» DIRECTIONS FOR THIS TASK
Reply only with how many lines in these entries hold the string "loop".

[Collected data]
──────

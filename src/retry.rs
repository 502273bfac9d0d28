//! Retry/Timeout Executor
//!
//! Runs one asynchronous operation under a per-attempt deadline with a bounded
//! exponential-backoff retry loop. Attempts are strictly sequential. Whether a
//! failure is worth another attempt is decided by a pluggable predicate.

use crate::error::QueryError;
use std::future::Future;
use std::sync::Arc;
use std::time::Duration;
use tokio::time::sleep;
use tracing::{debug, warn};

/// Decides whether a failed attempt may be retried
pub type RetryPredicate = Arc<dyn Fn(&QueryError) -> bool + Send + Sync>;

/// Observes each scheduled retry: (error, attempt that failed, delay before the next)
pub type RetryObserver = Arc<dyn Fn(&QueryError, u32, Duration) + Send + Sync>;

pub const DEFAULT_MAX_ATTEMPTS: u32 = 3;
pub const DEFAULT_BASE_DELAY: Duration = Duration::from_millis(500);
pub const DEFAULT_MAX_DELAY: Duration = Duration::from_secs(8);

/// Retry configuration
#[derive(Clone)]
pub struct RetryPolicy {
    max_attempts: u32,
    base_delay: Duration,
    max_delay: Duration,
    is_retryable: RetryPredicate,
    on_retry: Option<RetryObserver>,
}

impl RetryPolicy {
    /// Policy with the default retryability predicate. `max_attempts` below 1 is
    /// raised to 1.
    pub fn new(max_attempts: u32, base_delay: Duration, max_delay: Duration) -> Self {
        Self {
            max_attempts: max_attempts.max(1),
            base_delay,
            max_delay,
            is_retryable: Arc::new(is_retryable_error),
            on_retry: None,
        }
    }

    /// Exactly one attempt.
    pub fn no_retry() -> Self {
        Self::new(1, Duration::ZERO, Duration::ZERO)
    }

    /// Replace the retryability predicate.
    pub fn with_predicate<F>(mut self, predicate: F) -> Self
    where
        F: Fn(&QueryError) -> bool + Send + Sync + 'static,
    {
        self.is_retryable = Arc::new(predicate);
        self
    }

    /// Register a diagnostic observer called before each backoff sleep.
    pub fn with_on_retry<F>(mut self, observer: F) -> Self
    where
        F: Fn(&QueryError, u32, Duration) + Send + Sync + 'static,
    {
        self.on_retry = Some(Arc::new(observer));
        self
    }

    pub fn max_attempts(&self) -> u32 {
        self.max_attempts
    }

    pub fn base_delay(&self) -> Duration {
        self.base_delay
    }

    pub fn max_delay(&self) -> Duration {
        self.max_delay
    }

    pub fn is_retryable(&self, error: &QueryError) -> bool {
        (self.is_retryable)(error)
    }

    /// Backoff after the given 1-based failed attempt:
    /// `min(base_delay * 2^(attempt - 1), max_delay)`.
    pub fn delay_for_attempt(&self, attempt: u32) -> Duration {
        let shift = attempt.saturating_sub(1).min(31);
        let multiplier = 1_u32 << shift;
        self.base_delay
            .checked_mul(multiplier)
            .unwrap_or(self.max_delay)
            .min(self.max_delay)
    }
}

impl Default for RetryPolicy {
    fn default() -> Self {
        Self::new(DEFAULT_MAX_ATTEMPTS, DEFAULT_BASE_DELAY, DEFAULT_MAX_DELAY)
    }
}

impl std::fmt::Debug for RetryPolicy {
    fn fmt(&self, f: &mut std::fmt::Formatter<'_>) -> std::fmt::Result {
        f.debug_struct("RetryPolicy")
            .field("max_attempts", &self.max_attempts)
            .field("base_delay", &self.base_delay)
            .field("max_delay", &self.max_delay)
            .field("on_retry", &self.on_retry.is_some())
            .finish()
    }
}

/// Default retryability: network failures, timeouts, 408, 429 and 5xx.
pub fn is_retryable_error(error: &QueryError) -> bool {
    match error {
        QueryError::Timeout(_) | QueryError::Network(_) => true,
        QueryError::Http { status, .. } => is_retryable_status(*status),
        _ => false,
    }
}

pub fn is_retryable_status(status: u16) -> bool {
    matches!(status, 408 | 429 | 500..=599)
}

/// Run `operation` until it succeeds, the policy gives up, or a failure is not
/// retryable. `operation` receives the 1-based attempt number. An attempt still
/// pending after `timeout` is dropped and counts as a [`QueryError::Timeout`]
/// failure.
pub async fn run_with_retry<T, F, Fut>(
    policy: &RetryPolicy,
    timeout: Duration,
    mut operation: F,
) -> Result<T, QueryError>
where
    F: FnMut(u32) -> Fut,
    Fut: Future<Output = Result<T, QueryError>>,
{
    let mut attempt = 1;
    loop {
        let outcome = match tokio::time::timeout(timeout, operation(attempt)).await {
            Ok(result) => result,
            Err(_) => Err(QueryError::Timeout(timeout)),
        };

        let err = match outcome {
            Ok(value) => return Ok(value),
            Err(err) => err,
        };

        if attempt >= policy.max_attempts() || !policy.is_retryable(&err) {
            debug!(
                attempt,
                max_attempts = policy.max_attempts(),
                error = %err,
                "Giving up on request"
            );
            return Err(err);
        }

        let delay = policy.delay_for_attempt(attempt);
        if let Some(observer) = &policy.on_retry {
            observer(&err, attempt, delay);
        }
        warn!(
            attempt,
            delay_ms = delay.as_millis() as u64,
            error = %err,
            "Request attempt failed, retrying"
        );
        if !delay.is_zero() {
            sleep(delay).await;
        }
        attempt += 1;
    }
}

──────

» ANSWER BELOW
2